I was saddened today to learn of the death of Tony Schwartz.
You might not immediately know the name, but many Americans — especially those who participate in or follow political campaigns — are undoubtedly aware of at least one piece of his work.
Schwartz was the creator of a famous and controversial 1964 TV ad for Lyndon Johnson, which showed a girl picking petals from a daisy and then a giant nuclear mushroom cloud. While the ad did not mention the Republican nominee, Barry Goldwater, by name, the narrator said that “the stakes (were) too high” to stay home on election day. Regardless, the implication was clear.
The ad itself and the techniques used still reverberate in American politics to this day.
But Schwartz’s legacy will prove to be much greater than a single ad.
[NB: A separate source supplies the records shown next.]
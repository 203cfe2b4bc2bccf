//! File sink and subscriber installation.
//!
//! Events are appended as JSONL to a central file that can be tailed
//! (`tail -f ~/.butchery/logs/dev.jsonl | jq`).

use crate::json_layer::JsonLayer;
use crate::LogConfig;
use parking_lot::Mutex;
use std::fs::{File, OpenOptions};
use std::io::{self, BufWriter};
use std::path::{Path, PathBuf};
use std::sync::Arc;
use tracing_subscriber::fmt::MakeWriter;
use tracing_subscriber::layer::SubscriberExt;
use tracing_subscriber::util::SubscriberInitExt;
use tracing_subscriber::{EnvFilter, Layer};

/// `~/.butchery/logs/dev.jsonl`, if a home directory exists.
fn default_log_path() -> Option<PathBuf> {
    dirs::home_dir().map(|home| home.join(".butchery").join("logs").join("dev.jsonl"))
}

/// Append-only writer shared by every event.
#[derive(Clone)]
pub struct CentralLogWriter {
    inner: Arc<Mutex<BufWriter<File>>>,
}

impl CentralLogWriter {
    pub fn new(path: &Path) -> io::Result<Self> {
        if let Some(parent) = path.parent() {
            std::fs::create_dir_all(parent)?;
        }

        let file = OpenOptions::new().create(true).append(true).open(path)?;

        Ok(Self {
            inner: Arc::new(Mutex::new(BufWriter::with_capacity(8192, file))),
        })
    }
}

impl io::Write for CentralLogWriter {
    fn write(&mut self, buf: &[u8]) -> io::Result<usize> {
        let mut guard = self.inner.lock();
        let result = guard.write(buf);
        // One flush per line keeps concurrent tails readable.
        guard.flush()?;
        result
    }

    fn flush(&mut self) -> io::Result<()> {
        self.inner.lock().flush()
    }
}

/// MakeWriter implementation for tracing-subscriber
#[derive(Clone)]
pub struct WriterFactory {
    writer: CentralLogWriter,
}

impl<'a> MakeWriter<'a> for WriterFactory {
    type Writer = CentralLogWriter;

    fn make_writer(&'a self) -> Self::Writer {
        self.writer.clone()
    }
}

fn env_filter(default_level: &str) -> EnvFilter {
    EnvFilter::try_from_default_env().unwrap_or_else(|_| EnvFilter::new(default_level))
}

/// Install the global subscriber. A second call is a no-op.
pub(crate) fn init_subscriber(config: &LogConfig) {
    let log_path = config.log_path.clone().or_else(default_log_path);

    let mut open_error = None;
    let json_layer = log_path.as_deref().and_then(|path| {
        match CentralLogWriter::new(path) {
            Ok(writer) => Some(
                JsonLayer::new(config.service_name.clone(), WriterFactory { writer })
                    .with_filter(env_filter(&config.default_level)),
            ),
            Err(e) => {
                open_error = Some(e);
                None
            }
        }
    });

    let stderr_layer = config.also_stderr.then(|| {
        tracing_subscriber::fmt::layer()
            .with_target(true)
            .with_file(false)
            .with_line_number(false)
            .compact()
            .with_writer(io::stderr)
            .with_filter(env_filter(&config.default_level))
    });

    if tracing_subscriber::registry()
        .with(json_layer)
        .with(stderr_layer)
        .try_init()
        .is_err()
    {
        return;
    }

    match (open_error, log_path) {
        (Some(e), Some(path)) => {
            tracing::warn!(log_path = %path.display(), error = %e, "log file unavailable");
        }
        (None, Some(path)) => {
            tracing::debug!(log_path = %path.display(), "observability initialized");
        }
        _ => {}
    }
}

#[cfg(test)]
mod tests {
    use super::*;
    use std::io::{Read, Write};
    use tempfile::tempdir;

    #[test]
    fn test_central_log_writer_creates_file() {
        let dir = tempdir().unwrap();
        let path = dir.path().join("logs").join("test.jsonl");

        let mut writer = CentralLogWriter::new(&path).unwrap();
        writer.write_all(b"test line\n").unwrap();

        let mut content = String::new();
        File::open(&path)
            .unwrap()
            .read_to_string(&mut content)
            .unwrap();
        assert_eq!(content, "test line\n");
    }

    #[test]
    fn test_writer_appends() {
        let dir = tempdir().unwrap();
        let path = dir.path().join("append.jsonl");

        CentralLogWriter::new(&path)
            .unwrap()
            .write_all(b"first\n")
            .unwrap();
        CentralLogWriter::new(&path)
            .unwrap()
            .write_all(b"second\n")
            .unwrap();

        let content = std::fs::read_to_string(&path).unwrap();
        assert_eq!(content, "first\nsecond\n");
    }

    #[test]
    fn test_writer_creates_parent_dirs() {
        let dir = tempdir().unwrap();
        let path = dir.path().join("deeply").join("nested").join("test.jsonl");

        let writer = CentralLogWriter::new(&path);
        assert!(writer.is_ok());
        assert!(path.parent().unwrap().exists());
    }
}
For more than five decades, he was an avid collector of audiovisual material, including a vast collection of urban folklore and soundscapes from New York City, which found a permanent home last year in the Library of Congress.
As Librarian of Congress James H. Billington said at the time:
The collection is a treasure trove of unpublished audio-visual material to be explored and discovered by researchers, scholars and patrons. By acquiring and preserving this collection for the American people, the Library of Congress will serve generations of historians, archivists, documentary producers and the general public seeking to experience the voices, sounds and images of post-war America.
My condolences to Schwartz’s family and loved ones. I hope at least there is solace in this important and permanent legacy that is now available to everyone.